Wooly worms and winter weather predictions

Those crazy caterpillars are talking weather again.

With the fall weather comes garden and yard cleanups. For those who are outside raking, they often discover the furry, black and rusty brown wooly worm. Most people have heard about how this little larva can predict just how bad the winter will be. But is this possible? Is a small larva able to do what the weather forecasters with sophisticated predicting equipment cannot? Let’s meet these insect experts.

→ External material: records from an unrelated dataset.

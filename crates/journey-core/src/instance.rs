use crate::JourneyError;
use journey_store::{DynStateStore, Properties, StateCodec, StoreEntry, decode_state, encode_state};
use journey_types::{JourneyInstanceId, JourneyState, StateType};
use std::sync::Arc;
use tokio::sync::Mutex;

/// One resolved journey instance: the serialized state payload plus monotonic
/// lifecycle flags, gated so no mutation can bypass the store.
///
/// The in-memory cell holds the payload in its serialized form; typed reads
/// reconstitute it on demand after asserting the caller's type against the
/// declared tag. Every mutation persists through the store *before* touching
/// the cell, and the cell's mutex is held across that await. A failed store
/// call therefore leaves the in-memory view untouched, and the view never
/// diverges from the last successful persist.
pub struct JourneyInstance {
    journey_name: String,
    id: JourneyInstanceId,
    key: String,
    state_type: StateType,
    properties: Properties,
    store: DynStateStore,
    codec: Arc<dyn StateCodec>,
    cell: Mutex<LifecycleCell>,
}

struct LifecycleCell {
    state: Vec<u8>,
    completed: bool,
    deleted: bool,
}

impl JourneyInstance {
    pub(crate) fn from_entry(
        id: JourneyInstanceId,
        entry: StoreEntry,
        store: DynStateStore,
        codec: Arc<dyn StateCodec>,
    ) -> Self {
        let key = id.to_canonical_string();
        Self {
            journey_name: entry.journey_name,
            id,
            key,
            state_type: entry.state_type,
            properties: entry.properties,
            store,
            codec,
            cell: Mutex::new(LifecycleCell {
                state: entry.state,
                completed: entry.completed,
                deleted: entry.deleted,
            }),
        }
    }

    pub fn journey_name(&self) -> &str {
        &self.journey_name
    }

    pub fn id(&self) -> &JourneyInstanceId {
        &self.id
    }

    /// The canonical identifier string this instance is persisted under.
    pub fn key(&self) -> &str {
        &self.key
    }

    pub fn state_type(&self) -> &StateType {
        &self.state_type
    }

    /// Properties established at creation. Never mutated afterward.
    pub fn properties(&self) -> &Properties {
        &self.properties
    }

    pub async fn completed(&self) -> bool {
        self.cell.lock().await.completed
    }

    pub async fn deleted(&self) -> bool {
        self.cell.lock().await.deleted
    }

    /// The current state payload. Readable regardless of lifecycle stage;
    /// always reflects the last successfully persisted value.
    pub async fn state<T: JourneyState>(&self) -> Result<T, JourneyError> {
        self.ensure_state_type::<T>()?;
        let cell = self.cell.lock().await;
        Ok(decode_state(&*self.codec, &cell.state)?)
    }

    /// Replaces the state payload. Allowed only while the instance is active.
    pub async fn update_state<T: JourneyState>(&self, state: &T) -> Result<(), JourneyError> {
        self.ensure_state_type::<T>()?;
        let bytes = encode_state(&*self.codec, state)?;
        let mut cell = self.cell.lock().await;
        if cell.deleted {
            return Err(self.invalid_state("deleted"));
        }
        if cell.completed {
            return Err(self.invalid_state("completed"));
        }
        self.store.update_state(&self.key, bytes.clone()).await?;
        cell.state = bytes;
        Ok(())
    }

    /// Marks the instance completed. Idempotent: a second call is a silent
    /// no-op and the store is not re-invoked. Fails once deleted.
    pub async fn complete(&self) -> Result<(), JourneyError> {
        let mut cell = self.cell.lock().await;
        if cell.deleted {
            return Err(self.invalid_state("deleted"));
        }
        if cell.completed {
            return Ok(());
        }
        self.store.complete(&self.key).await?;
        cell.completed = true;
        Ok(())
    }

    /// Deletes the instance. Allowed from active or completed; a second call
    /// is a silent no-op. Terminal: nothing mutates a deleted instance.
    pub async fn delete(&self) -> Result<(), JourneyError> {
        let mut cell = self.cell.lock().await;
        if cell.deleted {
            return Ok(());
        }
        self.store.delete(&self.key).await?;
        cell.deleted = true;
        Ok(())
    }

    fn ensure_state_type<T: JourneyState>(&self) -> Result<(), JourneyError> {
        if T::state_type() != self.state_type {
            return Err(JourneyError::IncompatibleStateType {
                journey: self.journey_name.clone(),
                declared: self.state_type.clone(),
                requested: T::state_type(),
            });
        }
        Ok(())
    }

    fn invalid_state(&self, stage: &'static str) -> JourneyError {
        JourneyError::InvalidState {
            id: self.key.clone(),
            stage,
        }
    }
}

impl std::fmt::Debug for JourneyInstance {
    fn fmt(&self, f: &mut std::fmt::Formatter<'_>) -> std::fmt::Result {
        f.debug_struct("JourneyInstance")
            .field("journey_name", &self.journey_name)
            .field("key", &self.key)
            .field("state_type", &self.state_type)
            .finish()
    }
}
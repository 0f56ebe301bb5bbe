//! Journey instance resolution and lifecycle: the descriptor registry, the
//! per-request scope and its instance cache, the lifecycle-gated instance
//! object, and the provider orchestrating them against a state store.

mod error;
mod instance;
mod provider;
mod registry;
mod scope;

pub use error::JourneyError;
pub use instance::JourneyInstance;
pub use provider::JourneyProvider;
pub use registry::DescriptorRegistry;
pub use scope::{JourneyMetadata, RequestScope};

Wooly worms or banded wooly bears are the larvae or caterpillars of the Isabella tiger moth. The larvae have rusty brown and black stripes on their bodies. The brown stripe is in the middle and both ends are black. This fuzzy caterpillar is currently found crawling on sidewalks and sitting on porches all over Michigan.

Wooly bear
Wooly bear. Photo Credit: cecilwhig.com

The story is that by looking at the stripes on the larvae, the amount of black determines how severe the winter weather will be. Wide black stripes mean a bad winter, whereas a wide brown stripe in the middle means a mild winter. The real wooly worm aficionados have even counted the body segments and determined that there are 13. They have additionally deduced that there 13 weeks of winter and that every black segment means one week of bad weather. But, alas, fiction is so much more entertaining than reality.

We have two generations of these striped larvae each year. The first hatches in May and second in August. The reason for those “predicting” stripes has everything to do with genetics and hatching conditions. Temperatures at hatching of the eggs can affect width of the rusty brown to black stripes. The genetics of the brood can also affect the coloration. There are some wooly worms that spend their entire larval life either being entirely brown or black. It now appears that sheer chance or dumb luck is involved when finding a larva. If finding several in the same area, they may be from the same brood and show similar coloration and will give the same prediction.

But the legend lives on about furry weather guys right outside the door, waiting to tell their stories of what winter has in store. And there are still plenty of people with lots of free time to hunt wooly worms and count segments. If it gives them some feeling of control in a chaotic world, it may be worth the effort. But still, listen to the local weather for confirmation that the wooly worms really know best.

Three festivals are planned each year in honor of the clever creatures: the Wooly Bear Festival in Vermillion, Ohio, the Wooly Worm Festivals in Banner Elk, North Carolina and in Lewisburg, Pennsylvania. And the myth continues on, all over the United States.